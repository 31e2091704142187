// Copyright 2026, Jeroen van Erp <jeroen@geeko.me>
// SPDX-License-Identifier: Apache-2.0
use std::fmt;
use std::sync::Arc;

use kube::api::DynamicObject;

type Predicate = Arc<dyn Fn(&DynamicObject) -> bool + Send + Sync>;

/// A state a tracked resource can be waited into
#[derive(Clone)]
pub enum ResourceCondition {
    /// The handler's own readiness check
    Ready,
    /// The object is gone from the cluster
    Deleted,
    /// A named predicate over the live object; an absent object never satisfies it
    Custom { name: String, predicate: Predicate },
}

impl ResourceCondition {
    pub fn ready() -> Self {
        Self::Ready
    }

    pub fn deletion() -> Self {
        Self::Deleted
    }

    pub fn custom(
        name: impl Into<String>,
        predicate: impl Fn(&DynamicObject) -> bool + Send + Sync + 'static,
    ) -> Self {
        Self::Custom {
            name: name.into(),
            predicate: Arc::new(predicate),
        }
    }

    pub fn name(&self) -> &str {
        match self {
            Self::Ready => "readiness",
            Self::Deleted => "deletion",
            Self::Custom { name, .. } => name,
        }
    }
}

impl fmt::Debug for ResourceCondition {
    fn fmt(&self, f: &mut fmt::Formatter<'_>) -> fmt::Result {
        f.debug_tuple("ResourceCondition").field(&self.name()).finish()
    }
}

● ● ● ●

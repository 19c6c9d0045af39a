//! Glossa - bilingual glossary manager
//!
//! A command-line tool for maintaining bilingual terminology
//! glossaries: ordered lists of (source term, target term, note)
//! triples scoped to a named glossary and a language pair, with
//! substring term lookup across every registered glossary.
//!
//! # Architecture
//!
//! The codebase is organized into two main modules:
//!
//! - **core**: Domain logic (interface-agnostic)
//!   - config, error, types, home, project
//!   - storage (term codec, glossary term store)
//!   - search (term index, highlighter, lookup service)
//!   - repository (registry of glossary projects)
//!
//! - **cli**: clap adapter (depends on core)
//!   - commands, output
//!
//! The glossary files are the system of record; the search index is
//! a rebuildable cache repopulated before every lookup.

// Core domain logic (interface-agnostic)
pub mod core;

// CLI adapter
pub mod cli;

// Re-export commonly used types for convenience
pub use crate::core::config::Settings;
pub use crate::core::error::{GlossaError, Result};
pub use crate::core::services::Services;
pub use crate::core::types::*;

● ● ● ●

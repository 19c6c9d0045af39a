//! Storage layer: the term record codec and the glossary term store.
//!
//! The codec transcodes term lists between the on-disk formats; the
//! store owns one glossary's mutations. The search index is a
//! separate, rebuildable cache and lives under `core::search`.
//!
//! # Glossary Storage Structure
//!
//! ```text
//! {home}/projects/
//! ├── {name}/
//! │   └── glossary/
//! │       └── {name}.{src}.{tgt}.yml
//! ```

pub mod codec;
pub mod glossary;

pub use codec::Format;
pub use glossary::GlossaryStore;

● ● ● ●

» WHAT IS EXPECTED: From the material above, retype precisely the lines between the line holding "highlighter, lookup service)" and the line holding "pub use crate::core::types::*;", inclusive, and nothing beyond them.

» OUTPUT FOR THIS TASK:
//!   - search (term index, highlighter, lookup service)
//!   - repository (registry of glossary projects)
//!
//! - **cli**: clap adapter (depends on core)
//!   - commands, output
//!
//! The glossary files are the system of record; the search index is
//! a rebuildable cache repopulated before every lookup.

// Core domain logic (interface-agnostic)
pub mod core;

// CLI adapter
pub mod cli;

// Re-export commonly used types for convenience
pub use crate::core::config::Settings;
pub use crate::core::error::{GlossaError, Result};
pub use crate::core::services::Services;
pub use crate::core::types::*;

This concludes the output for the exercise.